Quoting from the last article:

"The owner of Lavabit tells us that he's stopped using email and if we knew
what he knew, we'd stop too.

[...]

Oddly, if everyone did that, leap off the Internet, the world's economy would
collapse, I suppose. I can't really hope for that. But for me, the Internet is
over.

[...]"

My point isn't that a significant percentage of the 11% consciously don't use
the Internet for similar reasons. I don't know how significant such as
percentage would be. My point is that there are people around who consciously
do not use the Internet (at all) for privacy/security reasons. The Internet
isn't a panacea.

[1]
[https://en.wikipedia.org/wiki/Pamela_Jones](https://en.wikipedia.org/wiki/Pamela_Jones)

[2]
[https://en.wikipedia.org/wiki/Groklaw](https://en.wikipedia.org/wiki/Groklaw)

[3]
[http://www.groklaw.net/article.php?story=20130818120421175](http://www.groklaw.net/article.php?story=20130818120421175)

------
IIAOPSW
It blew my mind when I visited my grandmother recently.

There's a computer in the household. My grandfather used it avidly since the
days of dialup. He didn't give up the dialup connection until well into the
2010s. I'm not sure if he still uses it. My grandmother was never interested
in it.

My grandmother still certainly has her wits about her. She does NOT fit the
mold of someone un-skeptical or easily swayed due to senility. Yet like many
older people she voted for Trump despite voting Democrat in the past and
living in a very blue area. This of course is very curious to me.

Eventually my conversation with my grandmother went to the topic of news
media. I had mentioned that I do not like the way news reports anecdotes and
not data and paints a misleading picture. I mentioned a few of my favorite
sources which eschew this trend (fivethirtyeight, the economist etc).

My grandmother replies that she knows full well the news is garbage. The thing
is to my grandmother the news is whatever she can buy at the corner news
stand. Her options are the New York Post or the Daily News. She has considered
maybe spending the extra money to buy the New York Times.
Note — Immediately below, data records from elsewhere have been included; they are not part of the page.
//! # Account Ledger
//!
//! An in-memory account ledger: monetary accounts with an immutable
//! transaction history, atomic transfers, periodic interest, and an approval
//! workflow for opening accounts on someone else's behalf.
//!
//! ## Features
//!
//! - **Accounts**: deposits, withdrawals and interest, each paired with exactly one history record
//! - **Transfers**: two-account moves applied atomically under identifier-ordered locks
//! - **Registry**: identifier generation, lookup, deletion and ledger-wide interest sweeps
//! - **Account requests**: reserve an identifier now, approve or deny it later
//! - **Storage abstraction**: the registry sits behind the `AccountStore` trait
//!
//! ## Quick Start
//!
//! ```rust
//! use account_ledger::{Ledger, RequestQueue, RequestStatus};
//! use bigdecimal::BigDecimal;
//!
//! let ledger = Ledger::new();
//! let alice = ledger.create("Alice", "01234567890", "s3cret").unwrap();
//! let bob = ledger.create("Bob", "01987654321", "hunter2").unwrap();
//!
//! alice.deposit(&BigDecimal::from(100)).unwrap();
//! alice.transfer(&bob, &BigDecimal::from(40)).unwrap();
//! assert_eq!(bob.balance().unwrap(), BigDecimal::from(40));
//!
//! let queue = RequestQueue::for_ledger(&ledger);
//! let request = queue.submit(alice.id(), "Carol", "01555555555", "pw").unwrap();
//! let carol = queue.approve(&request, &ledger).unwrap();
//! assert_eq!(carol.id(), request.target_id());
//! assert_eq!(request.status().unwrap(), RequestStatus::Approved);
//! ```

pub mod config;
pub mod ledger;
pub mod traits;
pub mod types;
pub mod utils;

// Re-export commonly used types
pub use config::*;
pub use ledger::*;
pub use traits::*;
pub use types::*;
//! Ledger configuration

use bigdecimal::BigDecimal;
use serde::{Deserialize, Serialize};

use crate::types::{LedgerError, LedgerResult};

/// Annual interest rate applied when no configuration overrides it (5%)
pub fn default_annual_rate() -> BigDecimal {
    BigDecimal::from(5) / BigDecimal::from(100)
}

/// Tunables for a [`crate::Ledger`] and its identifier space
#[derive(Debug, Clone, PartialEq, Serialize, Deserialize)]
#[serde(default)]
pub struct LedgerConfig {
    /// Annual interest rate as a fraction (0.05 = 5%)
    pub annual_interest_rate: BigDecimal,
    /// Divisor turning the annual rate into the per-accrual rate
    pub days_per_year: u32,
    /// Fractional digits kept when an interest amount is computed
    pub interest_scale: i64,
    /// Prefix of every generated account identifier
    pub id_prefix: String,
    /// Zero-padded width of the numeric part of an identifier
    pub id_width: usize,
    /// First number handed out by the identifier generator
    pub first_id: u64,
}

impl Default for LedgerConfig {
    fn default() -> Self {
        Self {
            annual_interest_rate: default_annual_rate(),
            days_per_year: 365,
            interest_scale: 8,
            id_prefix: "ACC".to_string(),
            id_width: 6,
            first_id: 1,
        }
    }
}

impl LedgerConfig {
    /// Override the annual interest rate
    pub fn with_annual_rate(mut self, rate: BigDecimal) -> Self {
        self.annual_interest_rate = rate;
        self
    }

    /// Override the identifier prefix
    pub fn with_id_prefix(mut self, prefix: impl Into<String>) -> Self {
        self.id_prefix = prefix.into();
        self
    }

    /// Check the interest settings before they are used for an accrual
    pub fn validate(&self) -> LedgerResult<()> {
        if self.annual_interest_rate < BigDecimal::from(0) {
            return Err(LedgerError::Validation(format!(
                "Interest rate cannot be negative: {}",
                self.annual_interest_rate
            )));
        }
        if self.days_per_year == 0 {
            return Err(LedgerError::Validation(
                "Days per year must be greater than zero".to_string(),
            ));
        }
        Ok(())
    }

    /// Rate applied by a single interest accrual
    pub fn daily_rate(&self) -> LedgerResult<BigDecimal> {
        self.validate()?;
        Ok(&self.annual_interest_rate / BigDecimal::from(self.days_per_year))
    }
}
Coming from a world where news comes in an infinite stream from infinite
sources straight into my pocket 24/7, it completely blew my mind that news for
her comes from 2 sources and only once a day and both are owned by Murdoch. I
am used to a world where debates can abruptly end with "lets look it up". In
the world of my grandmother, remembering a few stories from the papers and
friends is the only reasonable basis to form an opinion on anything.

Maybe we've overvalued the importance of fake news on the internet.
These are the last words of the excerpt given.